• _Task to complete_
If a line in the listing below includes the word "toml", pick it out.

[Start of Attachment]

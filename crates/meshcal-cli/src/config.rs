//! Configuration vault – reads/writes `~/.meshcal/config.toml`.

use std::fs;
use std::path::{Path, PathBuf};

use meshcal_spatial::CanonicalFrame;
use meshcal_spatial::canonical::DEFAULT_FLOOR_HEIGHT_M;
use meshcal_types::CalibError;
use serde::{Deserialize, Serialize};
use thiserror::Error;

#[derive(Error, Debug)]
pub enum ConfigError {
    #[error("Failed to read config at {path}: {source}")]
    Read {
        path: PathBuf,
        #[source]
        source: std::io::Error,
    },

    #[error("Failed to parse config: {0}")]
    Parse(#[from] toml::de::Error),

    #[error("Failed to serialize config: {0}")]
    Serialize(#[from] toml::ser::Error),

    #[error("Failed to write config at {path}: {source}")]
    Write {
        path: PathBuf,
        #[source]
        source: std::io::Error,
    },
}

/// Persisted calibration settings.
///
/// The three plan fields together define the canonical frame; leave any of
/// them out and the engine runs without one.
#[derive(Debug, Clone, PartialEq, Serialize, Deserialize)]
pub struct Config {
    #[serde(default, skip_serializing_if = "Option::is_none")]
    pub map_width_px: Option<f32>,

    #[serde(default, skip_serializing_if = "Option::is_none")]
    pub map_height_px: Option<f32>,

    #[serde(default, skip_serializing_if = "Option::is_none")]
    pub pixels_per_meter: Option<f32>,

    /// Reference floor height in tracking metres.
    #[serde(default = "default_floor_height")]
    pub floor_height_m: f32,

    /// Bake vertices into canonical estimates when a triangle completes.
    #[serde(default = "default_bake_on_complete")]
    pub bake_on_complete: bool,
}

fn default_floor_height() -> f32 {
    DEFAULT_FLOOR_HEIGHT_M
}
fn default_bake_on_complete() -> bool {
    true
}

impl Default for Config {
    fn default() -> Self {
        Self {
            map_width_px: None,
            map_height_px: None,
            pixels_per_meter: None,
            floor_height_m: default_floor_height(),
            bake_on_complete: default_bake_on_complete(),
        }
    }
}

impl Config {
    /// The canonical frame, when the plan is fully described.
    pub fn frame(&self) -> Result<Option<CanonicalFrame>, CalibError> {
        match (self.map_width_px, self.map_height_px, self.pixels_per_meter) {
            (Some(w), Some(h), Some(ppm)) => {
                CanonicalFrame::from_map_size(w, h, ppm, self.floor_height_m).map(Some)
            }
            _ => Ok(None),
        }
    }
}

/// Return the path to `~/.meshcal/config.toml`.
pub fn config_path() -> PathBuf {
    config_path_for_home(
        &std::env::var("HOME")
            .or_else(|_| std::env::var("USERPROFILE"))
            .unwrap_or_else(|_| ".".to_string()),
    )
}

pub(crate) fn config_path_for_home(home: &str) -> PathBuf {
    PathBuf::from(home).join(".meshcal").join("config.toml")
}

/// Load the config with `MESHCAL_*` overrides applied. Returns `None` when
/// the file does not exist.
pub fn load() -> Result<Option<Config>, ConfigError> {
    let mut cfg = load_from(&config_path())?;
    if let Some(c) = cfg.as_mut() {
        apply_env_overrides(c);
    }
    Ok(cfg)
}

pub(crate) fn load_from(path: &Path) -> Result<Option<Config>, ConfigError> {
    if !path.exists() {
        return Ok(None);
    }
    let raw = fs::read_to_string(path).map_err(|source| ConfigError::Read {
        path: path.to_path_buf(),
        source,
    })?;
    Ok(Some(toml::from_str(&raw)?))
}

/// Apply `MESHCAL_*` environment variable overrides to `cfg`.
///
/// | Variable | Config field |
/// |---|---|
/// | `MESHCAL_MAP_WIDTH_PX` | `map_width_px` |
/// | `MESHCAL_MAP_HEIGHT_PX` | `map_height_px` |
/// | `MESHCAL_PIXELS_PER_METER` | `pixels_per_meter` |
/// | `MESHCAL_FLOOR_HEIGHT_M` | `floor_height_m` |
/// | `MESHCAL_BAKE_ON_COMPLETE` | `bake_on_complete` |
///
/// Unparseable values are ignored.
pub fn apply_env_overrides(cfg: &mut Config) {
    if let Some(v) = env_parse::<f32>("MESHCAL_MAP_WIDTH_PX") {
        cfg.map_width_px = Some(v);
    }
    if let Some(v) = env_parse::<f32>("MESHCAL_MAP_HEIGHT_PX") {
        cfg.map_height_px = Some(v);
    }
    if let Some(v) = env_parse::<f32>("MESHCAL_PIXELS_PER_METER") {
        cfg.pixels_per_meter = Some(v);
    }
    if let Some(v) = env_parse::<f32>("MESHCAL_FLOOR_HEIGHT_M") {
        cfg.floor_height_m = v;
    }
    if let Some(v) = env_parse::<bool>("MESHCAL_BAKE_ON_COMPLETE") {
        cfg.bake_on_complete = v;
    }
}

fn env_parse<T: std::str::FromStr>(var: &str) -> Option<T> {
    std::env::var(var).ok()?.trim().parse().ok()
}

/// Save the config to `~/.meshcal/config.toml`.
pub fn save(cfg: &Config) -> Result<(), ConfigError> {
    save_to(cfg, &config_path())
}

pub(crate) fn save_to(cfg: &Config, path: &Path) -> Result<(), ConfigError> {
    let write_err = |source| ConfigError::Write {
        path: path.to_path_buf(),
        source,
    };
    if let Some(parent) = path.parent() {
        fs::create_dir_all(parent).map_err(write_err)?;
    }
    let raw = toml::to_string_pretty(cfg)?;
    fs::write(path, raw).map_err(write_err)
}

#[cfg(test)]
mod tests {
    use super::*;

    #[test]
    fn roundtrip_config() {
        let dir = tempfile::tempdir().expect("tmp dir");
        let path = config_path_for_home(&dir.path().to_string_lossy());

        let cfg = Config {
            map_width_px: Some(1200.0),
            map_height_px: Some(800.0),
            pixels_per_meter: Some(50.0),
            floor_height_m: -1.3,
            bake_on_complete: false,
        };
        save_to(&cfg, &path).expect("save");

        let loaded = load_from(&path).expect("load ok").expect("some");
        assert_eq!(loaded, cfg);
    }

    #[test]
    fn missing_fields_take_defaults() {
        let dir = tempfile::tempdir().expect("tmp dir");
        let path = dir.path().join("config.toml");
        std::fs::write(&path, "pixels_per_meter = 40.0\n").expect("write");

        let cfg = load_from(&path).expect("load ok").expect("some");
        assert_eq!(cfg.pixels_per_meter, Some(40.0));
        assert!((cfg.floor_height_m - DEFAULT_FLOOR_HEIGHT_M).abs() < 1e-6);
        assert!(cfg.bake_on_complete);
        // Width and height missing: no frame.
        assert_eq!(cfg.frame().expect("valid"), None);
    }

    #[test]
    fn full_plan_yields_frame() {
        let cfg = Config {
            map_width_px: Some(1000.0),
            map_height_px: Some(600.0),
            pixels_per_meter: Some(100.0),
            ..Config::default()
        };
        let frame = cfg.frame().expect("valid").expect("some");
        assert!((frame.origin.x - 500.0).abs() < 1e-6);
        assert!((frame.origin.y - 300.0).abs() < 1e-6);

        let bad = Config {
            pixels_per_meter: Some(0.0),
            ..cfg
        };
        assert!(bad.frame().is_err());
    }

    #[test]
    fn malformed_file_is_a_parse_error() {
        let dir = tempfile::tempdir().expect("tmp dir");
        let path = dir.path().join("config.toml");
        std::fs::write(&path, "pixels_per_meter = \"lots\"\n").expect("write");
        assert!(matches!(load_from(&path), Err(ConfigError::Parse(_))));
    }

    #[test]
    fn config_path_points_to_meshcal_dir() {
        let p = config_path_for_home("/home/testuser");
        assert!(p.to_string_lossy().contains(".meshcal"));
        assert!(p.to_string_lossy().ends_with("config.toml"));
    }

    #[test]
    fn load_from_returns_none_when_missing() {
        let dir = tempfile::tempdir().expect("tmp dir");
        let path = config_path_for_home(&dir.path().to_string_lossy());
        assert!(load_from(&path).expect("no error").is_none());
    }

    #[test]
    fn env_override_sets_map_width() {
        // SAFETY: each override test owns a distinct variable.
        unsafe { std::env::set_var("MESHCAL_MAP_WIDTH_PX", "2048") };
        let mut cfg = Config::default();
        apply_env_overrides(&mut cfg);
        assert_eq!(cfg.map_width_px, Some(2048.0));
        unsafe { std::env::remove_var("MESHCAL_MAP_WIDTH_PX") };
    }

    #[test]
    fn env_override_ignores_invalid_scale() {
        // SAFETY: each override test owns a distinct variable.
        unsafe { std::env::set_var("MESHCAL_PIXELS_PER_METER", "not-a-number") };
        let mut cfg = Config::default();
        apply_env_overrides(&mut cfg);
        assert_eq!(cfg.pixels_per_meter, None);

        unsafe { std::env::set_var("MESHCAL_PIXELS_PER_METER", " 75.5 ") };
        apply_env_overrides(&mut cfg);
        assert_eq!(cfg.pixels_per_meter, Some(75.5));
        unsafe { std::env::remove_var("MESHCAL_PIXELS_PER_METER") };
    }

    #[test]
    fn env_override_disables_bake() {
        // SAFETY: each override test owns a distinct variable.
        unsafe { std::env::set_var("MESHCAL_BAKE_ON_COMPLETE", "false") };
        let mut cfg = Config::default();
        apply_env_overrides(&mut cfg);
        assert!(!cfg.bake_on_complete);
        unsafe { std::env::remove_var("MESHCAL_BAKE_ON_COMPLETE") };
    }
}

[End of Attachment]

• _Result for this task_
//! Configuration vault – reads/writes `~/.meshcal/config.toml`.
    Parse(#[from] toml::de::Error),
    Serialize(#[from] toml::ser::Error),
/// Return the path to `~/.meshcal/config.toml`.
    PathBuf::from(home).join(".meshcal").join("config.toml")
    Ok(Some(toml::from_str(&raw)?))
/// Save the config to `~/.meshcal/config.toml`.
    let raw = toml::to_string_pretty(cfg)?;
        let path = dir.path().join("config.toml");
        let path = dir.path().join("config.toml");
        assert!(p.to_string_lossy().ends_with("config.toml"));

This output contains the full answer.